A Chakaia Booker sculpture on display at Milwaukee Art Museum. – Photo: Art Elkon

I thought for sure Chakaia Booker’s series of sculptures made from re-claimed automobile tires would finally succeed in looking good in the long hallway of the Calatrava addition at the Milwaukee Art Museum. Her show is part of an exhibition series called “On-Site” that focuses on artists interacting with this non-traditional space.

In a sense, all of the artists in this series, including Liam Gillick, Richard Long, Santiago Cucullu and Andrea Zettel, have contributed interesting installations that allow us to newly experience Calatrava’s dazzling ribbed passageway. Yet we are always aware of the struggle and tension between the art and the architecture. Nothing sits quite right in these long expanses of white.

Why? Because they are too complete in and of themselves. The experience of walking through the connective channels diminishes anything that attempts to occupy them.

But I thought Chakaia Booker’s work would be the perfect foil. She is an African-American artist who lives in New York City and works with tire rubber. She cuts, shreds and uncoils the tough, thick oil-derived material and uses it to sculpt human-scaled forms that carry a robust, gestural street-savvy grace. Because the work is gnarly, dense, textured and black, it seems that it would converse well with the light and white of the space.

Unfortunately, there is no conversation here. Booker’s sculptures simply sit there, just as they would in any gallery. And there are too many of them. They look crowded and uncomfortable. Many of the pieces occupy conventional sculpture pedestals or hang from metal stands, which constricts the spirit of the work. Only one piece sits directly on the floor and one is on the wall. These two pieces mesh best with the corridor, because they fuse and interact with it.

The problem with this installation is that it tames the power of Booker’s work, which should be a bit wilding and unwieldy, oozing energy from the depths of its coarse, turgid black flesh. Yet there is almost a zoological or specimen-like feel to this display. We walk through and around the sculptures but a polite, erect distance pervades and the work begins to feel mannered and uptight when it should uncoil.
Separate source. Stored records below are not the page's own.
//! 素性表とそのメタデータ
//!
//! このモジュールは、形態素IDごとの素性文字列の行（内容表）と、
//! 基本形・読みなどの既知キーから列オフセットへの対応表を定義します。

use bincode::{
    de::{BorrowDecode, BorrowDecoder, Decoder},
    enc::Encoder,
    error::{DecodeError, EncodeError},
    Decode, Encode,
};
use hashbrown::HashMap;

/// 品詞列の開始オフセットを示すメタキー
pub const POS_START_INDEX: &str = "_pos_start";
/// 品詞階層の深さを示すメタキー
pub const POS_HIERARCHY: &str = "_pos_hierarchy";
/// 活用型の列を示すメタキー
pub const INFLECTIONAL_TYPE: &str = "_inflectional_type";
/// 活用形の列を示すメタキー
pub const INFLECTIONAL_FORM: &str = "_inflectional_form";
/// 基本形の列を示すメタキー
pub const BASE_FORM_INDEX: &str = "_base";
/// 読みの列を示すメタキー
pub const READING_INDEX: &str = "_reading";
/// 発音の列を示すメタキー
pub const PRONUNCIATION_INDEX: &str = "_pronunciation";

/// 素性の欠損を表すプレースホルダ
pub const FEATURE_PLACEHOLDER: &str = "*";

/// 既知キーから素性行の列オフセットへの対応表
///
/// アーカイブ上ではキー昇順のペア列として表現されます。
#[derive(Default, Debug, Clone)]
pub struct ContentsMeta {
    map: HashMap<String, u32>,
}

impl ContentsMeta {
    /// キーに対応する列オフセットを返します。
    #[inline(always)]
    pub fn get(&self, key: &str) -> Option<u32> {
        self.map.get(key).copied()
    }

    /// キーと列オフセットの対応を登録します。
    pub fn insert<S>(&mut self, key: S, column: u32)
    where
        S: Into<String>,
    {
        self.map.insert(key.into(), column);
    }

    /// 登録済みの対応数を返します。
    #[inline(always)]
    pub fn len(&self) -> usize {
        self.map.len()
    }

    /// 対応表が空かどうかを返します。
    #[inline(always)]
    pub fn is_empty(&self) -> bool {
        self.map.is_empty()
    }
}

impl FromIterator<(String, u32)> for ContentsMeta {
    fn from_iter<I: IntoIterator<Item = (String, u32)>>(iter: I) -> Self {
        Self {
            map: iter.into_iter().collect(),
        }
    }
}

impl Encode for ContentsMeta {
    fn encode<E: Encoder>(&self, encoder: &mut E) -> Result<(), EncodeError> {
        let mut pairs: Vec<(String, u32)> = self
            .map
            .iter()
            .map(|(k, v)| (k.clone(), *v))
            .collect();
        pairs.sort();
        Encode::encode(&pairs, encoder)
    }
}

impl<Context> Decode<Context> for ContentsMeta {
    fn decode<D: Decoder>(decoder: &mut D) -> Result<Self, DecodeError> {
        let pairs: Vec<(String, u32)> = Decode::decode(decoder)?;
        Ok(pairs.into_iter().collect())
    }
}

impl<'de, Context> BorrowDecode<'de, Context> for ContentsMeta {
    fn borrow_decode<D: BorrowDecoder<'de>>(decoder: &mut D) -> Result<Self, DecodeError> {
        let pairs: Vec<(String, u32)> = Decode::decode(decoder)?;
        Ok(pairs.into_iter().collect())
    }
}
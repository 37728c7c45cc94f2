//! 形態素パラメータ
//!
//! このモジュールは、辞書エントリ1件分の接続IDと生起コストを保持する
//! 形態素パラメータを定義します。

use bincode::{Decode, Encode};

/// 形態素パラメータ
///
/// この構造体は、形態素IDで引かれる並列配列の1要素であり、
/// 接続コスト計算に使用される左右の文脈IDと、生起コスト（重み）を保持します。
#[derive(Default, Debug, Clone, Copy, Decode, Encode, PartialEq, Eq)]
pub struct Morph {
    /// 左側文脈ID
    pub left_id: i16,
    /// 右側文脈ID
    pub right_id: i16,
    /// 生起コスト
    pub weight: i16,
}

impl Morph {
    /// 新しい形態素パラメータを生成します。
    pub const fn new(left_id: i16, right_id: i16, weight: i16) -> Self {
        Self {
            left_id,
            right_id,
            weight,
        }
    }
}
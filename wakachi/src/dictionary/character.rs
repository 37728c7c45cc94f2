//! 文字カテゴリ表
//!
//! このモジュールは、Unicodeスカラー値を固定の文字カテゴリに分類する表を
//! 管理します。カテゴリごとのフラグが、未知語処理の起動と連続同カテゴリ
//! 文字のグルーピングを制御します。

use bincode::{Decode, Encode};

/// 文字カテゴリ
///
/// 数値順は未知語表のカテゴリ索引と互換であり、変更できません。
#[derive(Default, Debug, Clone, Copy, PartialEq, Eq, Hash)]
#[repr(u8)]
pub enum CharCategory {
    /// 未分類
    #[default]
    Default = 0,
    /// 空白
    Space = 1,
    /// 数字
    Numeric = 2,
    /// 英字
    Alpha = 3,
    /// 記号
    Symbol = 4,
    /// ひらがな
    Hiragana = 5,
    /// カタカナ
    Katakana = 6,
    /// 漢字
    Kanji = 7,
    /// ギリシャ文字
    Greek = 8,
    /// キリル文字
    Cyrillic = 9,
}

impl CharCategory {
    /// 分類表のバイト値からカテゴリを復元します。
    ///
    /// 未知の値は`Default`になります。
    #[inline(always)]
    pub const fn from_u8(value: u8) -> Self {
        match value {
            1 => Self::Space,
            2 => Self::Numeric,
            3 => Self::Alpha,
            4 => Self::Symbol,
            5 => Self::Hiragana,
            6 => Self::Katakana,
            7 => Self::Kanji,
            8 => Self::Greek,
            9 => Self::Cyrillic,
            _ => Self::Default,
        }
    }

    /// カテゴリの総数
    pub const COUNT: usize = 10;
}

/// 文字カテゴリ表
///
/// 基本多言語面（`0..=U+FFFF`）の各コードポイントをカテゴリに対応付けます。
/// 表の範囲外のスカラー値は`Default`に分類されます。
#[derive(Default, Decode, Encode)]
pub struct CharTable {
    /// コードポイントからカテゴリ値へのマッピング
    category: Vec<u8>,
    /// カテゴリごとの未知語処理起動フラグ
    invoke: Vec<bool>,
    /// カテゴリごとのグルーピングフラグ
    group: Vec<bool>,
}

impl CharTable {
    /// 生の分類表とフラグ列から文字カテゴリ表を構築します。
    pub fn from_raw(category: Vec<u8>, invoke: Vec<bool>, group: Vec<bool>) -> Self {
        Self {
            category,
            invoke,
            group,
        }
    }

    /// スカラー値のカテゴリを返します。
    ///
    /// # 引数
    ///
    /// * `c` - 分類する文字
    #[inline(always)]
    pub fn category(&self, c: char) -> CharCategory {
        let cp = c as usize;
        if cp < self.category.len() {
            CharCategory::from_u8(self.category[cp])
        } else {
            CharCategory::Default
        }
    }

    /// カテゴリが未知語処理を起動するかどうかを返します。
    ///
    /// フラグが定義されていないカテゴリは起動する扱いです。
    #[inline(always)]
    pub fn should_invoke(&self, category: CharCategory) -> bool {
        self.invoke.get(category as usize).copied().unwrap_or(true)
    }

    /// カテゴリの連続文字をグルーピングするかどうかを返します。
    ///
    /// フラグが定義されていないカテゴリはグルーピングしない扱いです。
    #[inline(always)]
    pub fn should_group(&self, category: CharCategory) -> bool {
        self.group.get(category as usize).copied().unwrap_or(false)
    }
}

impl std::fmt::Debug for CharTable {
    fn fmt(&self, f: &mut std::fmt::Formatter<'_>) -> std::fmt::Result {
        f.debug_struct("CharTable")
            .field("codepoints", &self.category.len())
            .field("invoke", &self.invoke)
            .field("group", &self.group)
            .finish()
    }
}
//! トークンの結果コンテナ
//!
//! このモジュールは、形態素解析の結果として得られるトークンを表現する型を
//! 提供します。トークンは最良パス上のノードへの読み取り専用ビューであり、
//! 表層形、品詞、基本形、読み、発音、位置情報へのアクセスを提供します。

use std::ops::Range;

use serde::Serialize;

use crate::dictionary::{
    BASE_FORM_INDEX, FEATURE_PLACEHOLDER, INFLECTIONAL_FORM, INFLECTIONAL_TYPE, POS_HIERARCHY,
    POS_START_INDEX, PRONUNCIATION_INDEX, READING_INDEX,
};
use crate::tokenizer::lattice::{Node, NodeClass};
use crate::tokenizer::worker::Worker;

/// 形態素解析の結果トークン
///
/// このトークンは[`Worker`]への軽量な参照であり、実際のデータはWorkerが
/// 保持しています。トークンはWorkerが生存している間のみ有効です。
///
/// 素性の列オフセットは辞書のメタデータから引かれます。メタデータが
/// 不完全な場合はIPA辞書レイアウトの固定列（基本形=2、読み=3、発音=4、
/// 活用型=0、活用形=1）への互換フォールバックが使われます。
pub struct Token<'w> {
    worker: &'w Worker,
    index: usize,
}

impl<'w> Token<'w> {
    #[inline(always)]
    pub(crate) const fn new(worker: &'w Worker, index: usize) -> Self {
        Self { worker, index }
    }

    #[inline(always)]
    fn node(&self) -> &'w Node {
        &self.worker.path[self.index]
    }

    /// トークンの表層形（元のテキスト中の文字列）を取得します。
    #[inline(always)]
    pub fn surface(&self) -> &'w str {
        self.node().surface(self.worker.sent.raw())
    }

    /// 辞書内の形態素IDを取得します。
    ///
    /// BOS/EOSは−1、未分類の未知語は−2です。
    #[inline(always)]
    pub fn id(&self) -> i32 {
        self.node().id
    }

    /// トークンの分類を取得します。
    #[inline(always)]
    pub fn class(&self) -> NodeClass {
        self.node().class
    }

    /// 入力中の開始バイト位置を取得します。
    #[inline(always)]
    pub fn start(&self) -> usize {
        self.node().start_byte as usize
    }

    /// 入力中の終了バイト位置を取得します。
    #[inline(always)]
    pub fn end(&self) -> usize {
        self.node().end_byte as usize
    }

    /// トークンのバイト単位の位置範囲を取得します。
    #[inline(always)]
    pub fn range_byte(&self) -> Range<usize> {
        self.start()..self.end()
    }

    /// トークンの文字単位の位置範囲を取得します。
    #[inline(always)]
    pub fn range_char(&self) -> Range<usize> {
        let node = self.node();
        node.start_char as usize..node.end_char as usize
    }

    /// 文頭からこのトークンまでの累積コストを取得します。
    #[inline(always)]
    pub fn total_cost(&self) -> i32 {
        self.node().cost
    }

    /// トークンの素性一覧を取得します。
    ///
    /// 既知語では品詞名の列と素性行の連結、未知語では未知語辞書の素性行、
    /// ユーザー語では品詞・トークン列・読み列の3要素です。
    pub fn features(&self) -> Vec<String> {
        let dict = self.worker.tokenizer.dictionary();
        let node = self.node();
        match node.class {
            NodeClass::Known => {
                let mut features = Vec::new();
                for &name_idx in dict.pos_table().entry(node.id) {
                    if let Some(name) = dict.pos_table().name(name_idx) {
                        features.push(name.to_string());
                    }
                }
                features.extend(dict.content(node.id).iter().cloned());
                features
            }
            NodeClass::Unknown => dict.unknown().content(node.id).to_vec(),
            NodeClass::User => {
                match self
                    .worker
                    .tokenizer
                    .user_dictionary_ref()
                    .and_then(|u| u.entry(node.id))
                {
                    Some(entry) => vec![
                        entry.pos.clone(),
                        entry.tokens.join("/"),
                        entry.yomi.join("/"),
                    ],
                    None => Vec::new(),
                }
            }
            NodeClass::Dummy => Vec::new(),
        }
    }

    /// トークンの品詞タグ列を取得します。
    ///
    /// 既知語ではまず品詞表を引き、空の場合は素性行の先頭2列から
    /// プレースホルダを除いたものを返します。未知語では未知語素性行の
    /// `[pos_start, pos_start + pos_hierarchy)`区間を返します。
    pub fn pos(&self) -> Vec<String> {
        let dict = self.worker.tokenizer.dictionary();
        let node = self.node();
        match node.class {
            NodeClass::Known => {
                let mut names = Vec::new();
                for &name_idx in dict.pos_table().entry(node.id) {
                    if let Some(name) = dict.pos_table().name(name_idx) {
                        names.push(name.to_string());
                    }
                }
                if !names.is_empty() {
                    return names;
                }
                // IPA-layout compatibility: the first two content columns.
                let row = dict.content(node.id);
                row.iter()
                    .take(2)
                    .filter(|cell| cell.as_str() != FEATURE_PLACEHOLDER)
                    .cloned()
                    .collect()
            }
            NodeClass::Unknown => {
                let meta = &dict.unknown().contents_meta;
                let start = meta.get(POS_START_INDEX).unwrap_or(0) as usize;
                let hierarchy = meta.get(POS_HIERARCHY).unwrap_or(1) as usize;
                let row = dict.unknown().content(node.id);
                let end = start + hierarchy;
                if start >= end || end > row.len() {
                    return Vec::new();
                }
                row[start..end].to_vec()
            }
            NodeClass::User => {
                match self
                    .worker
                    .tokenizer
                    .user_dictionary_ref()
                    .and_then(|u| u.entry(node.id))
                {
                    Some(entry) => vec![entry.pos.clone()],
                    None => Vec::new(),
                }
            }
            NodeClass::Dummy => Vec::new(),
        }
    }

    /// 基本形を取得します。未定義の場合は`*`です。
    pub fn base_form(&self) -> String {
        self.lookup_feature(BASE_FORM_INDEX, 2)
    }

    /// 読みを取得します。未定義の場合は`*`です。
    pub fn reading(&self) -> String {
        self.lookup_feature(READING_INDEX, 3)
    }

    /// 発音を取得します。未定義の場合は`*`です。
    pub fn pronunciation(&self) -> String {
        self.lookup_feature(PRONUNCIATION_INDEX, 4)
    }

    /// 活用型を取得します。未定義の場合は`*`です。
    pub fn inflectional_type(&self) -> String {
        self.lookup_feature(INFLECTIONAL_TYPE, 0)
    }

    /// 活用形を取得します。未定義の場合は`*`です。
    pub fn inflectional_form(&self) -> String {
        self.lookup_feature(INFLECTIONAL_FORM, 1)
    }

    /// このトークンを所有型の[`TokenData`]に変換します。
    ///
    /// JSON出力やスレッド間での受け渡しに使用します。
    pub fn to_data(&self) -> TokenData {
        TokenData {
            id: self.id(),
            start: self.start(),
            end: self.end(),
            surface: self.surface().to_string(),
            class: self.class().as_str().to_string(),
            pos: self.pos(),
            base_form: self.base_form(),
            reading: self.reading(),
            pronunciation: self.pronunciation(),
            features: self.features(),
        }
    }

    /// メタキーで素性行の列を引きます。キーが未定義、または値が
    /// プレースホルダの場合は固定列`positional`にフォールバックします。
    fn lookup_feature(&self, key: &str, positional: usize) -> String {
        let row = self.content_row();
        if let Some(column) = self.meta_column(key) {
            if let Some(cell) = row.get(column) {
                if cell.as_str() != FEATURE_PLACEHOLDER {
                    return cell.clone();
                }
            }
        }
        row.get(positional)
            .cloned()
            .unwrap_or_else(|| FEATURE_PLACEHOLDER.to_string())
    }

    fn meta_column(&self, key: &str) -> Option<usize> {
        let dict = self.worker.tokenizer.dictionary();
        let meta = match self.node().class {
            NodeClass::Known => dict.contents_meta(),
            NodeClass::Unknown => &dict.unknown().contents_meta,
            NodeClass::Dummy | NodeClass::User => return None,
        };
        meta.get(key).map(|column| column as usize)
    }

    fn content_row(&self) -> &'w [String] {
        let dict = self.worker.tokenizer.dictionary();
        let node = self.node();
        match node.class {
            NodeClass::Known => dict.content(node.id),
            NodeClass::Unknown => dict.unknown().content(node.id),
            NodeClass::Dummy | NodeClass::User => &[],
        }
    }
}

impl std::fmt::Debug for Token<'_> {
    fn fmt(&self, f: &mut std::fmt::Formatter<'_>) -> std::fmt::Result {
        f.debug_struct("Token")
            .field("surface", &self.surface())
            .field("id", &self.id())
            .field("class", &self.class())
            .field("range_byte", &self.range_byte())
            .field("range_char", &self.range_char())
            .field("total_cost", &self.total_cost())
            .finish()
    }
}

/// トークンのイテレータ
///
/// 形態素解析の結果得られたトークン列を順次取得するためのイテレータです。
/// 前方および後方からの走査をサポートしています。
pub struct TokenIter<'w> {
    worker: &'w Worker,
    front: usize,
    back: usize,
}

impl<'w> TokenIter<'w> {
    #[inline(always)]
    pub(crate) fn new(worker: &'w Worker) -> Self {
        let num_tokens = worker.num_tokens();
        Self {
            worker,
            front: 0,
            back: num_tokens,
        }
    }
}

impl<'w> Iterator for TokenIter<'w> {
    type Item = Token<'w>;

    #[inline(always)]
    fn next(&mut self) -> Option<Self::Item> {
        if self.front < self.back {
            let t = self.worker.token(self.front);
            self.front += 1;
            Some(t)
        } else {
            None
        }
    }
}

impl<'w> DoubleEndedIterator for TokenIter<'w> {
    #[inline(always)]
    fn next_back(&mut self) -> Option<Self::Item> {
        if self.front < self.back {
            self.back -= 1;
            let t = self.worker.token(self.back);
            Some(t)
        } else {
            None
        }
    }
}

/// 所有型の自己完結したトークンデータ
///
/// このトークンは[`Token`]の所有型版であり、JSONシリアライズに対応します。
/// 位置はバイト単位です。
#[derive(Debug, Clone, Serialize)]
pub struct TokenData {
    /// 形態素ID
    pub id: i32,
    /// 開始バイト位置
    pub start: usize,
    /// 終了バイト位置
    pub end: usize,
    /// 表層形
    pub surface: String,
    /// トークンの分類
    pub class: String,
    /// 品詞タグ列
    pub pos: Vec<String>,
    /// 基本形
    pub base_form: String,
    /// 読み
    pub reading: String,
    /// 発音
    pub pronunciation: String,
    /// 素性一覧
    pub features: Vec<String>,
}

#[cfg(test)]
mod tests {
    use super::*;
    use crate::dictionary::Dictionary;
    use crate::tokenizer::Tokenizer;

    #[test]
    fn test_known_token_features() {
        let tokenizer = Tokenizer::new(Dictionary::fallback()).omit_bos_eos(true);
        let mut worker = tokenizer.new_worker();
        worker.reset_sentence("猫");
        worker.tokenize();

        let token = worker.token(0);
        assert_eq!(token.class(), NodeClass::Known);
        assert_eq!(token.pos(), vec!["名詞".to_string()]);
        assert_eq!(token.base_form(), "猫");
        assert_eq!(token.reading(), "ネコ");
        assert_eq!(token.pronunciation(), "ネコ");
        // The feature list is the POS names followed by the content row.
        let features = token.features();
        assert_eq!(features[0], "名詞");
        assert!(features.contains(&"ネコ".to_string()));
    }

    #[test]
    fn test_unknown_token_pos_slice() {
        let tokenizer = Tokenizer::new(Dictionary::fallback()).omit_bos_eos(true);
        let mut worker = tokenizer.new_worker();
        worker.reset_sentence("ABC");
        worker.tokenize();

        let token = worker.token(0);
        assert_eq!(token.class(), NodeClass::Unknown);
        assert_eq!(
            token.pos(),
            vec!["名詞".to_string(), "固有名詞".to_string()]
        );
        // Unknown entries carry placeholders for base form and reading.
        assert_eq!(token.base_form(), FEATURE_PLACEHOLDER);
        assert_eq!(token.reading(), FEATURE_PLACEHOLDER);
    }

    #[test]
    fn test_dummy_token_is_empty() {
        let tokenizer = Tokenizer::new(Dictionary::fallback());
        let mut worker = tokenizer.new_worker();
        worker.reset_sentence("");
        worker.tokenize();

        let bos = worker.token(0);
        assert_eq!(bos.class(), NodeClass::Dummy);
        assert!(bos.surface().is_empty());
        assert!(bos.features().is_empty());
        assert!(bos.pos().is_empty());
        assert_eq!(bos.base_form(), FEATURE_PLACEHOLDER);
    }

    #[test]
    fn test_to_data() {
        let tokenizer = Tokenizer::new(Dictionary::fallback()).omit_bos_eos(true);
        let mut worker = tokenizer.new_worker();
        worker.reset_sentence("東京都");
        worker.tokenize();

        let data = worker.token(0).to_data();
        assert_eq!(data.surface, "東京");
        assert_eq!(data.class, "KNOWN");
        assert_eq!(data.start, 0);
        assert_eq!(data.end, "東京".len());
        assert_eq!(data.pos, vec!["名詞".to_string()]);
        assert_eq!(data.reading, "トウキョウ");

        let json = serde_json::to_string(&data).unwrap();
        assert!(json.contains("\"surface\":\"東京\""));
    }

    #[test]
    fn test_iter_front_and_back() {
        let tokenizer = Tokenizer::new(Dictionary::fallback()).omit_bos_eos(true);
        let mut worker = tokenizer.new_worker();
        worker.reset_sentence("東京都");
        worker.tokenize();

        let forward: Vec<String> = worker
            .token_iter()
            .map(|t| t.surface().to_string())
            .collect();
        let mut backward: Vec<String> = worker
            .token_iter()
            .rev()
            .map(|t| t.surface().to_string())
            .collect();
        backward.reverse();
        assert_eq!(forward, backward);
    }
}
There are some great things about Booker’s sculptures, however. They effectively and exuberantly transform and transcend the point of their origin as tires. Booker has developed an immense vocabulary of how this nasty material can be formed into various patterns and textures. In some pieces, it is as if she is coiffing hair, letting tendrils fall, braiding, twisting and knotting, adding extensions or leaving elegant tangles. In others, there’s more of an assertion of an underlying idea or form, such as the plant-like “Hybrid” (2003) or the wing forms of “Industrial Perpetuosity II” (2001-2010).

When artists work with refuse – such as the sculptor John Chamberlain who crushes auto parts, the contemporary artists Alison Saar and Judy Pfaff or the African artist El Anatsui – they fully intend to keep the history and vibe of the material in the work. Booker is able to do this while still making elegant forms. Her work oh-so-gently holds associations to plantation work, oppression, African fashion, factory labor, the politics of oil-based economies and the overall white fear of blackness.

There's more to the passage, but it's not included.